Given the paucity of the available evidence, it is highly controversial whether IIC patterns should be treated as potentially ictal patterns. When the treatment decision is uncertain, a trial of benzodiazepine or a loading dose of ASM may be empirically performed [8, 75]. If there are both immediate electrographic and clinical improvements, the trial is considered positive and further ASM treatment is warranted for pattern suppression. If there is an immediate electrographic improvement without clinical improvement, the trial is considered equivocal and patients should be further followed for the possible delayed clinical response. Neuronal injury using neuroimaging and biochemical markers may be further assessed for the consideration of treatment. During clinical practice, a positive trial of benzodiazepine or ASM is often not observed, because many critically ill patients have underlying altered mental status and encephalopathy, which may confound the clinical improvement in these patients.

Once treatment is initiated, the next step is to decide how aggressively to treat and endpoints. To prevent the potential neuronal injury associated with IIC patterns, the endpoint is to achieve pattern suppression. Conventional ASM with less sedation and few drug-drug interactions should be quickly titrated [68]. Based on EEG response, a second ASM can be added if clinical or electrographic improvement is not seen. More aggressively, intravenous anesthetics such as midazolam and propofol can be further considered if conventional ASM are not effective [74]. Nevertheless, several studies suggested that intravenous anesthetic uses may increase the poor outcomes and mortality in the patients with non-convulsive status epilepticus [76,77,78], which should service as a caution for the use of anesthetics to treat patients with IIC patterns. Moreover, some IIC patterns such as LPDs in patients with acute stroke and GPDs in patients with anoxic brain injury are highly refractory to the treatment of ASM and anesthetics. Therefore, the benefits of pattern suppression must be individualized and carefully weighed against the risk of iatrogenic complications such as cardiorespiratory depression [79]. Continuous EEG monitoring is essential to guide effective treatment and limit unnecessarily iatrogenic complications of ASM and anesthetic treatments.

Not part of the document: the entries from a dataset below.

use tracing_subscriber::{layer::SubscriberExt, util::SubscriberInitExt};

/// Initialize the tracing subscriber with an env-filter and JSON output.
///
/// `RUST_LOG` takes precedence over the configured log level.
pub fn init_tracing(log_level: &str) {
    let env_filter = tracing_subscriber::EnvFilter::try_from_default_env()
        .unwrap_or_else(|_| tracing_subscriber::EnvFilter::new(log_level));

    tracing_subscriber::registry()
        .with(env_filter)
        .with(
            tracing_subscriber::fmt::layer()
                .with_file(true)
                .with_line_number(true)
                .json()
                .flatten_event(true),
        )
        .init();
}
#![allow(dead_code)]

use chrono::{DateTime, Duration, Utc};
use mediagate::config::Credentials;
use mediagate::services::{CacheTtls, Clock};
use secrecy::Secret;
use std::sync::Mutex;

/// Manually advanced clock for exercising TTL behavior.
pub struct ManualClock {
    now: Mutex<DateTime<Utc>>,
}

impl ManualClock {
    pub fn new() -> Self {
        Self {
            now: Mutex::new(Utc::now()),
        }
    }

    pub fn advance_secs(&self, secs: i64) {
        let mut now = self.now.lock().unwrap();
        *now += Duration::seconds(secs);
    }
}

impl Clock for ManualClock {
    fn now(&self) -> DateTime<Utc> {
        *self.now.lock().unwrap()
    }
}

pub fn default_ttls() -> CacheTtls {
    CacheTtls {
        pending_secs: 900,
        authenticated_secs: 900,
        share_secs: 172_800,
    }
}

pub fn test_credentials() -> Credentials {
    Credentials {
        username: "alice".to_string(),
        password: Secret::new("correct".to_string()),
    }
}
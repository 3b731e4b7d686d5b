//! Object-storage REST client implementing the [`ObjectStore`] port.
//!
//! Speaks the OCI-style object-storage surface: the pre-authenticated
//! request collection under `/n/{namespace}/b/{bucket}/p/` and the object
//! listing under `/n/{namespace}/b/{bucket}/o`. Request signing and
//! identity are a deployment concern handled outside this process.

use async_trait::async_trait;
use chrono::{DateTime, Utc};
use serde::{Deserialize, Serialize};

use crate::config::StorageConfig;
use crate::models::{AccessGrant, GrantRequest, ObjectPage, StorageObject};
use crate::services::grants::{ObjectStore, StoreError};
use crate::services::ServiceError;

#[derive(Clone)]
pub struct HttpObjectStore {
    http: reqwest::Client,
    endpoint: String,
    namespace: String,
}

impl HttpObjectStore {
    pub fn new(config: &StorageConfig) -> Result<Self, ServiceError> {
        let http = reqwest::Client::builder()
            .timeout(std::time::Duration::from_secs(30))
            .build()
            .map_err(|e| {
                ServiceError::Internal(anyhow::anyhow!("failed to build HTTP client: {}", e))
            })?;

        Ok(Self {
            http,
            endpoint: config.endpoint.trim_end_matches('/').to_string(),
            namespace: config.namespace.clone(),
        })
    }

    fn par_collection(&self, bucket: &str) -> String {
        format!("{}/n/{}/b/{}/p/", self.endpoint, self.namespace, bucket)
    }

    fn object_listing(&self, bucket: &str) -> String {
        format!("{}/n/{}/b/{}/o", self.endpoint, self.namespace, bucket)
    }

    fn check(
        result: Result<reqwest::Response, reqwest::Error>,
        bucket: &str,
    ) -> Result<reqwest::Response, StoreError> {
        let response = result.map_err(|e| StoreError::Unavailable(e.to_string()))?;
        let status = response.status();
        if status.is_success() {
            Ok(response)
        } else if status == reqwest::StatusCode::NOT_FOUND {
            Err(StoreError::BucketNotFound(bucket.to_string()))
        } else {
            Err(StoreError::Unavailable(format!(
                "object storage returned {}",
                status
            )))
        }
    }

    async fn decode<T: serde::de::DeserializeOwned>(
        response: reqwest::Response,
    ) -> Result<T, StoreError> {
        response
            .json()
            .await
            .map_err(|e| StoreError::Unavailable(format!("malformed storage response: {}", e)))
    }
}

#[derive(Debug, Deserialize)]
#[serde(rename_all = "camelCase")]
struct ParSummary {
    id: String,
    name: String,
    #[serde(default)]
    access_uri: String,
    time_expires: DateTime<Utc>,
}

impl From<ParSummary> for AccessGrant {
    fn from(par: ParSummary) -> Self {
        AccessGrant {
            id: par.id,
            name: par.name,
            access_uri: par.access_uri,
            expires_at: par.time_expires,
        }
    }
}

#[derive(Debug, Serialize)]
#[serde(rename_all = "camelCase")]
struct CreateParBody<'a> {
    name: &'a str,
    object_name: &'a str,
    access_type: &'a str,
    time_expires: DateTime<Utc>,
    bucket_listing_action: &'a str,
}

#[derive(Debug, Deserialize)]
#[serde(rename_all = "camelCase")]
struct ObjectSummary {
    name: String,
    size: Option<u64>,
    time_created: Option<DateTime<Utc>>,
}

#[derive(Debug, Deserialize)]
#[serde(rename_all = "camelCase")]
struct ListObjectsResponse {
    objects: Vec<ObjectSummary>,
    next_start_with: Option<String>,
}

#[async_trait]
impl ObjectStore for HttpObjectStore {
    async fn list_grants(&self, bucket: &str) -> Result<Vec<AccessGrant>, StoreError> {
        let response = Self::check(
            self.http.get(self.par_collection(bucket)).send().await,
            bucket,
        )?;
        let pars: Vec<ParSummary> = Self::decode(response).await?;
        Ok(pars.into_iter().map(AccessGrant::from).collect())
    }

    async fn delete_grant(&self, bucket: &str, grant_id: &str) -> Result<(), StoreError> {
        let url = format!("{}{}", self.par_collection(bucket), grant_id);
        Self::check(self.http.delete(url).send().await, bucket)?;
        Ok(())
    }

    async fn create_grant(
        &self,
        bucket: &str,
        request: GrantRequest,
    ) -> Result<AccessGrant, StoreError> {
        let body = CreateParBody {
            name: &request.name,
            object_name: &request.object_path,
            access_type: request.access.as_str(),
            time_expires: request.expires_at,
            // Grants never allow enumerating the bucket
            bucket_listing_action: "Deny",
        };

        let response = Self::check(
            self.http
                .post(self.par_collection(bucket))
                .json(&body)
                .send()
                .await,
            bucket,
        )?;
        let par: ParSummary = Self::decode(response).await?;
        Ok(par.into())
    }

    async fn list_objects(
        &self,
        bucket: &str,
        start: Option<&str>,
    ) -> Result<ObjectPage, StoreError> {
        let mut req = self
            .http
            .get(self.object_listing(bucket))
            .query(&[("fields", "size,timeCreated")]);
        if let Some(start) = start {
            req = req.query(&[("start", start)]);
        }

        let response = Self::check(req.send().await, bucket)?;
        let listing: ListObjectsResponse = Self::decode(response).await?;

        Ok(ObjectPage {
            objects: listing
                .objects
                .into_iter()
                .map(|o| StorageObject {
                    name: o.name,
                    size: o.size,
                    time_created: o.time_created,
                })
                .collect(),
            next_start: listing.next_start_with,
        })
    }
}
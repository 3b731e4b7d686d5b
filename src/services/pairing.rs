use std::sync::Arc;
use uuid::Uuid;

use crate::config::Credentials;
use crate::services::cache::GrantCache;
use crate::services::ServiceError;

/// Device-pairing state machine. A viewing device calls [`begin`] and polls
/// [`poll`] while a second device submits the shared credentials via
/// [`submit_credentials`]. There is no explicit expired state: once the
/// cache TTL elapses the session reads as if it never existed.
///
/// [`begin`]: PairingService::begin
/// [`poll`]: PairingService::poll
/// [`submit_credentials`]: PairingService::submit_credentials
#[derive(Clone)]
pub struct PairingService {
    cache: Arc<dyn GrantCache>,
    credentials: Credentials,
}

impl PairingService {
    pub fn new(cache: Arc<dyn GrantCache>, credentials: Credentials) -> Self {
        Self { cache, credentials }
    }

    /// Mint a new pairing session in the pending state.
    pub async fn begin(&self) -> Result<String, ServiceError> {
        let session_id = Uuid::new_v4().to_string();
        self.cache.set_auth(&session_id, false).await?;
        tracing::debug!(session_id = %session_id, "Pairing session created");
        Ok(session_id)
    }

    /// Validate the shared credentials against a pending session and flip it
    /// to authenticated.
    ///
    /// Every failure mode (wrong credentials, unknown session, expired
    /// session) surfaces as the same [`ServiceError::AuthenticationFailed`]
    /// so the caller cannot tell which check failed; the distinction exists
    /// only in the logs.
    pub async fn submit_credentials(
        &self,
        session_id: &str,
        username: &str,
        password: &str,
    ) -> Result<(), ServiceError> {
        let credentials_ok = self.credentials.matches(username, password);
        // Existence independent of value: a guessed session identifier that
        // was never minted by begin() cannot be flipped to authenticated.
        let session_known = self.cache.exists_auth(session_id).await;

        if !credentials_ok || !session_known {
            if !credentials_ok {
                tracing::debug!(session_id = %session_id, "Credential mismatch on pairing attempt");
            } else {
                tracing::debug!(session_id = %session_id, "Pairing attempt for unknown or expired session");
            }
            return Err(ServiceError::AuthenticationFailed);
        }

        self.cache.set_auth(session_id, true).await?;
        tracing::info!(session_id = %session_id, "Pairing session authenticated");
        Ok(())
    }

    /// Pure O(1) read of the session's auth flag. Never blocks server-side;
    /// the pending device implements the wait by polling on an interval.
    /// `false` covers pending, expired, and never-created alike and is not
    /// an error.
    pub async fn poll(&self, session_id: &str) -> bool {
        self.cache.get_auth(session_id).await
    }
}
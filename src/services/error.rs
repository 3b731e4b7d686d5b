use thiserror::Error;

use crate::error::AppError;
use crate::services::grants::StoreError;

#[derive(Debug, Error)]
pub enum ServiceError {
    #[error("Redis error: {0}")]
    Redis(#[from] redis::RedisError),

    /// Uniform pairing failure. Covers bad credentials, unknown session,
    /// and expired session alike so callers learn nothing about which
    /// check failed.
    #[error("Unable to authenticate")]
    AuthenticationFailed,

    #[error("Share link not found")]
    ShareNotFound,

    #[error("Video repository unavailable: {0}")]
    RepositoryUnavailable(String),

    #[error("Bucket '{0}' does not exist")]
    BucketNotFound(String),

    #[error("Missing or invalid video name")]
    InvalidName,

    #[error("Internal error: {0}")]
    Internal(#[from] anyhow::Error),
}

impl From<StoreError> for ServiceError {
    fn from(err: StoreError) -> Self {
        match err {
            StoreError::BucketNotFound(bucket) => ServiceError::BucketNotFound(bucket),
            StoreError::Unavailable(msg) => ServiceError::RepositoryUnavailable(msg),
        }
    }
}

impl From<ServiceError> for AppError {
    fn from(err: ServiceError) -> Self {
        match err {
            ServiceError::Redis(e) => AppError::RedisError(e),
            ServiceError::AuthenticationFailed => {
                AppError::Unauthorized(anyhow::anyhow!("Unable to authenticate"))
            }
            ServiceError::ShareNotFound => AppError::NotFound(anyhow::anyhow!(
                "Unable to process. Please contact whomever shared this link with you and request a new link."
            )),
            ServiceError::RepositoryUnavailable(msg) => {
                AppError::ServiceUnavailable(format!("Error interacting with video repository: {}", msg))
            }
            ServiceError::BucketNotFound(bucket) => {
                AppError::BadGateway(format!("bucket '{}' does not exist", bucket))
            }
            ServiceError::InvalidName => {
                AppError::BadRequest(anyhow::anyhow!("Missing or invalid video name"))
            }
            ServiceError::Internal(e) => AppError::InternalError(e),
        }
    }
}
use std::fmt;

use crate::model::VertexId;

#[derive(Debug)]
pub enum ReconError {
    /// TOML parse / deserialization error.
    ConfigParse(String),
    /// Config validation error (empty label, duplicate label, etc.).
    ConfigValidation(String),
    /// The two datasets were produced with different global parameters.
    ParameterMismatch {
        field: &'static str,
        left: String,
        right: String,
    },
    /// Neighbor entries that are not mirrored, rejected by `require_symmetric`.
    AsymmetricRelation {
        label: String,
        count: usize,
        first: (VertexId, VertexId),
    },
}

impl fmt::Display for ReconError {
    fn fmt(&self, f: &mut fmt::Formatter<'_>) -> fmt::Result {
        match self {
            Self::ConfigParse(msg) => write!(f, "config parse error: {msg}"),
            Self::ConfigValidation(msg) => write!(f, "config validation error: {msg}"),
            Self::ParameterMismatch { field, left, right } => {
                write!(f, "dataset parameters differ: {field} is {left} on the left, {right} on the right")
            }
            Self::AsymmetricRelation { label, count, first } => write!(
                f,
                "'{label}': {count} asymmetric neighbor entr{} (first: {} lists {} but not the reverse)",
                if *count == 1 { "y" } else { "ies" },
                first.0,
                first.1,
            ),
        }
    }
}

impl std::error::Error for ReconError {}
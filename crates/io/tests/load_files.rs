use std::fs;
use std::path::{Path, PathBuf};

use nbrcheck_io::links::write_links_csv_file;
use nbrcheck_io::scene::compare_scene;
use nbrcheck_io::{Dataset, IoError};
use nbrcheck_recon::{run, CompareConfig, ReconInput};

const PARTICLES: &str = "\
5 20.000000 5
0 1.0000 1.0000 0.2500
1 1.8000 1.2000 0.2500
2 2.4000 1.9000 0.2500
3 10.0000 10.0000 0.2500
4 10.9000 10.1000 0.2500
";

const NEIGHBORS_CIM: &str = "\
0 1
1 0 2
2 1
3
4
";

const NEIGHBORS_BRUTE: &str = "\
0 1
1 0 2
2 1
3 4
4 3
";

fn write(dir: &Path, name: &str, content: &str) -> PathBuf {
    let path = dir.join(name);
    fs::write(&path, content).unwrap();
    path
}

#[test]
fn load_and_compare_from_disk() {
    let dir = tempfile::tempdir().unwrap();
    let cim = Dataset::load(
        "CIM",
        &write(dir.path(), "particlesCIM.txt", PARTICLES),
        &write(dir.path(), "neighborsCIM.txt", NEIGHBORS_CIM),
    )
    .unwrap();
    let brute = Dataset::load(
        "bruteForce",
        &write(dir.path(), "particlesbruteForce.txt", PARTICLES),
        &write(dir.path(), "neighborsbruteForce.txt", NEIGHBORS_BRUTE),
    )
    .unwrap();

    let config = CompareConfig::conventional("CIM", "bruteForce").unwrap();
    let input = ReconInput { left: cim.source(), right: brute.source() };
    let result = run(&config, &input).unwrap();

    assert_eq!(result.summary.common, 2);
    assert_eq!(result.summary.only_left, 0);
    assert_eq!(result.summary.only_right, 1);
    assert_eq!(result.vertex_diffs.len(), 2);
    assert_eq!(result.vertex_diffs[0].vertex, 3);
    assert_eq!(result.vertex_diffs[0].only_right, vec![4]);

    let csv_path = dir.path().join("links.csv");
    write_links_csv_file(&csv_path, &result.links).unwrap();
    assert_eq!(
        fs::read_to_string(&csv_path).unwrap(),
        "a,b,class\n0,1,common\n1,2,common\n3,4,only_right\n"
    );

    let scene = compare_scene(&cim, "bruteForce", &result.links).unwrap();
    assert_eq!(scene.links.len(), 3);
    assert_eq!(scene.grid_lines, vec![0.0, 4.0, 8.0, 12.0, 16.0, 20.0]);
    let scene_path = dir.path().join("scene.json");
    scene.write_json(&scene_path).unwrap();
    let json: serde_json::Value = serde_json::from_str(&fs::read_to_string(&scene_path).unwrap()).unwrap();
    assert_eq!(json["links"][2]["class"], "only_right");
}

#[test]
fn missing_file_is_not_found() {
    let dir = tempfile::tempdir().unwrap();
    let particles = write(dir.path(), "particlesCIM.txt", PARTICLES);
    let err = Dataset::load("CIM", &particles, &dir.path().join("neighborsCIM.txt")).unwrap_err();
    match err {
        IoError::NotFound { path } => assert!(path.ends_with("neighborsCIM.txt")),
        other => panic!("expected NotFound, got {other:?}"),
    }
}

#[test]
fn malformed_neighbor_file_reports_location() {
    let dir = tempfile::tempdir().unwrap();
    let err = Dataset::load(
        "CIM",
        &write(dir.path(), "particlesCIM.txt", PARTICLES),
        &write(dir.path(), "neighborsCIM.txt", "0 1\n1 0 two\n"),
    )
    .unwrap_err();
    let msg = err.to_string();
    assert!(msg.ends_with("neighborsCIM.txt:2: invalid neighbor id 'two'"), "{msg}");
}

#[test]
fn unwritable_output_is_write_error() {
    let dir = tempfile::tempdir().unwrap();
    let target = dir.path().join("missing-dir").join("links.csv");
    let err = write_links_csv_file(&target, &Default::default()).unwrap_err();
    assert!(matches!(err, IoError::Write { .. }));
}
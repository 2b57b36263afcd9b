// Property-based tests for pair canonicalization and reconciliation.
// CI: 256 cases (default). Soak: PROPTEST_CASES=10000 cargo test --release

use std::collections::BTreeSet;

use nbrcheck_recon::{
    canonicalize, canonicalize_as_relation, reconcile, vertex_differences, AdjacencyRelation,
    PairSet, UnorderedPair, VertexId,
};
use proptest::prelude::*;

// ---------------------------------------------------------------------------
// Config
// ---------------------------------------------------------------------------

fn config_256() -> ProptestConfig {
    ProptestConfig {
        cases: std::env::var("PROPTEST_CASES")
            .ok()
            .and_then(|s| s.parse().ok())
            .unwrap_or(256),
        failure_persistence: None,
        ..ProptestConfig::default()
    }
}

// ---------------------------------------------------------------------------
// Generators
// ---------------------------------------------------------------------------

/// Relation over a small id space so that overlaps, reciprocal entries and
/// self-loops all show up often.
fn arb_relation(max_id: VertexId) -> impl Strategy<Value = AdjacencyRelation> {
    prop::collection::btree_map(
        0..max_id,
        prop::collection::vec(0..max_id, 0..6),
        0..(max_id as usize / 2),
    )
    .prop_map(|m| m.into_iter().collect::<AdjacencyRelation>())
}

fn arb_pair_set(max_id: VertexId) -> impl Strategy<Value = PairSet> {
    prop::collection::vec((0..max_id, 0..max_id), 0..40)
        .prop_map(|raw| {
            raw.into_iter()
                .filter_map(|(a, b)| UnorderedPair::new(a, b))
                .collect::<PairSet>()
        })
}

// ---------------------------------------------------------------------------
// Canonicalization
// ---------------------------------------------------------------------------

proptest! {
    #![proptest_config(config_256())]
    #[test]
    fn canonical_pairs_are_sorted_and_distinct(relation in arb_relation(24)) {
        let pairs = canonicalize(&relation);
        let listed: Vec<&UnorderedPair> = pairs.iter().collect();
        let unique: BTreeSet<&UnorderedPair> = listed.iter().copied().collect();

        prop_assert_eq!(listed.len(), unique.len(), "duplicate pair emitted");
        for p in &pairs {
            prop_assert!(p.lo() < p.hi(), "pair {} is not canonical", p);
        }
    }

    #[test]
    fn every_entry_is_represented(relation in arb_relation(24)) {
        let pairs = canonicalize(&relation);
        for (v, neighbors) in relation.iter() {
            for &n in neighbors {
                if let Some(p) = UnorderedPair::new(v, n) {
                    prop_assert!(pairs.contains(&p), "entry ({}, {}) lost", v, n);
                }
            }
        }
        prop_assert!(pairs.len() <= relation.entry_count());
    }

    #[test]
    fn canonicalization_is_idempotent(pairs in arb_pair_set(30)) {
        let once = canonicalize(&canonicalize_as_relation(&pairs));
        prop_assert_eq!(&once, &pairs);
        let twice = canonicalize(&canonicalize_as_relation(&once));
        prop_assert_eq!(twice, once);
    }
}

// ---------------------------------------------------------------------------
// Reconciliation
// ---------------------------------------------------------------------------

proptest! {
    #![proptest_config(config_256())]
    #[test]
    fn classes_partition_the_union(a in arb_pair_set(20), b in arb_pair_set(20)) {
        let r = reconcile(&a, &b);

        prop_assert!(r.common.is_disjoint(&r.only_left));
        prop_assert!(r.common.is_disjoint(&r.only_right));
        prop_assert!(r.only_left.is_disjoint(&r.only_right));
        prop_assert_eq!(r.union(), a.union(&b));
        prop_assert_eq!(r.common.len() + r.only_left.len(), a.len());
        prop_assert_eq!(r.common.len() + r.only_right.len(), b.len());
        prop_assert_eq!(r.links().len(), a.union(&b).len());
    }

    #[test]
    fn swapping_sides_swaps_only_sets(a in arb_pair_set(20), b in arb_pair_set(20)) {
        let ab = reconcile(&a, &b);
        let ba = reconcile(&b, &a);

        prop_assert_eq!(&ab.common, &ba.common);
        prop_assert_eq!(&ab.only_left, &ba.only_right);
        prop_assert_eq!(&ab.only_right, &ba.only_left);
    }

    #[test]
    fn self_reconcile_is_identical(a in arb_pair_set(20)) {
        let r = reconcile(&a, &a);
        prop_assert!(r.is_identical());
        prop_assert_eq!(&r.common, &a);
        prop_assert!(vertex_differences(&r).is_empty());
    }

    #[test]
    fn vertex_differences_mirror_one_sided_pairs(a in arb_pair_set(20), b in arb_pair_set(20)) {
        let r = reconcile(&a, &b);
        let diffs = vertex_differences(&r);

        let left_entries: usize = diffs.iter().map(|d| d.only_left.len()).sum();
        let right_entries: usize = diffs.iter().map(|d| d.only_right.len()).sum();
        prop_assert_eq!(left_entries, 2 * r.only_left.len());
        prop_assert_eq!(right_entries, 2 * r.only_right.len());

        for d in &diffs {
            prop_assert!(!d.only_left.is_empty() || !d.only_right.is_empty());
        }
    }
}

// ---------------------------------------------------------------------------
// Worked examples
// ---------------------------------------------------------------------------

#[test]
fn cim_vs_brute_force_example() {
    let a: AdjacencyRelation = [(1, vec![2, 3]), (2, vec![1]), (3, vec![1])].into_iter().collect();
    let b: AdjacencyRelation = [(1, vec![2]), (2, vec![1]), (3, vec![])].into_iter().collect();

    let pa = canonicalize(&a);
    let pb = canonicalize(&b);
    let p12 = UnorderedPair::new(1, 2).unwrap();
    let p13 = UnorderedPair::new(1, 3).unwrap();
    assert_eq!(pa, [p12, p13].into_iter().collect::<PairSet>());
    assert_eq!(pb, [p12].into_iter().collect::<PairSet>());

    let r = reconcile(&pa, &pb);
    assert_eq!(r.common, [p12].into_iter().collect::<PairSet>());
    assert_eq!(r.only_left, [p13].into_iter().collect::<PairSet>());
    assert!(r.only_right.is_empty());
}

#[test]
fn empty_relations_reconcile_to_nothing() {
    let empty = canonicalize(&AdjacencyRelation::new());
    let r = reconcile(&empty, &empty);
    assert!(r.common.is_empty() && r.only_left.is_empty() && r.only_right.is_empty());
}
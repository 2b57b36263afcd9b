use std::fmt;
use std::path::Path;

use nbrcheck_recon::VertexId;

#[derive(Debug)]
pub enum IoError {
    /// Input file does not exist.
    NotFound { path: String },
    /// Input file exists but could not be read.
    Read { path: String, message: String },
    /// Malformed line (wrong token count, non-numeric field, duplicate id).
    Parse { path: String, line: usize, message: String },
    /// A neighbor list or focus refers to a vertex with no particle record.
    UnknownVertex { context: String, vertex: VertexId },
    /// Output file could not be written.
    Write { path: String, message: String },
}

impl IoError {
    pub(crate) fn parse(path: &Path, line: usize, message: impl Into<String>) -> Self {
        Self::Parse {
            path: path.display().to_string(),
            line,
            message: message.into(),
        }
    }

    pub(crate) fn from_read(path: &Path, err: std::io::Error) -> Self {
        if err.kind() == std::io::ErrorKind::NotFound {
            Self::NotFound { path: path.display().to_string() }
        } else {
            Self::Read {
                path: path.display().to_string(),
                message: err.to_string(),
            }
        }
    }

    pub(crate) fn write(path: &Path, message: impl fmt::Display) -> Self {
        Self::Write {
            path: path.display().to_string(),
            message: message.to_string(),
        }
    }
}

impl fmt::Display for IoError {
    fn fmt(&self, f: &mut fmt::Formatter<'_>) -> fmt::Result {
        match self {
            Self::NotFound { path } => write!(f, "{path}: file not found"),
            Self::Read { path, message } => write!(f, "cannot read {path}: {message}"),
            Self::Parse { path, line, message } => write!(f, "{path}:{line}: {message}"),
            Self::UnknownVertex { context, vertex } => {
                write!(f, "{context}: vertex {vertex} has no particle record")
            }
            Self::Write { path, message } => write!(f, "cannot write {path}: {message}"),
        }
    }
}

impl std::error::Error for IoError {}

Chronic treatment of IIC related epilepsy

Once patients are discharged from intensive care unit, the question is whether to continue to treat the patients with ASM. Some authors suggested that for patients with IIC patterns and without seizures during ICU admission, it is not unreasonable to discontinue the prophylactic ASM treatment at the time of hospital discharge. For patients with IIC patterns and seizures during ICU admission, ASM may be continued for 6–12 months [71]. For IIC patients with preexisting epilepsy and late onset seizures, long-term ASM treatment are often necessary.

Conclusion

Ictal-interictal continuum presents a challenging electrophysiological and clinical conundrum in the management of critically ill patients. IIC patterns are neither ictal nor interictal, and their clinical significance remains uncertain. There are no evidence-based guidelines on how to treat the patients with IIC patterns. Treatment should be based on the patient’s overall clinical picture and the seizure risk associated with IIC patterns. Prophylactic treatment with non-sedating ASM may be considered to mitigate the seizure risk for IIC patterns. When the treatment decision is uncertain, benzodiazepine trial or a loading dose of ASM can be empirically performed. If there are both electrographic and clinical improvements, further ASM treatment is warranted. Anesthetic agents may be considered when conventional ASM are not effective. If there is an immediate electrographic improvement without clinical improvement, patients should be further followed for the possible delayed clinical response. Neuronal injury using neuroimaging and biochemical markers may be further assessed for the consideration of treatment. Treatment decision should weigh the potential neuronal injury of IIC patterns against the iatrogenic complications of ASM. Regardless, treatment of underlying etiology is paramount in critically ill patients with IIC patterns.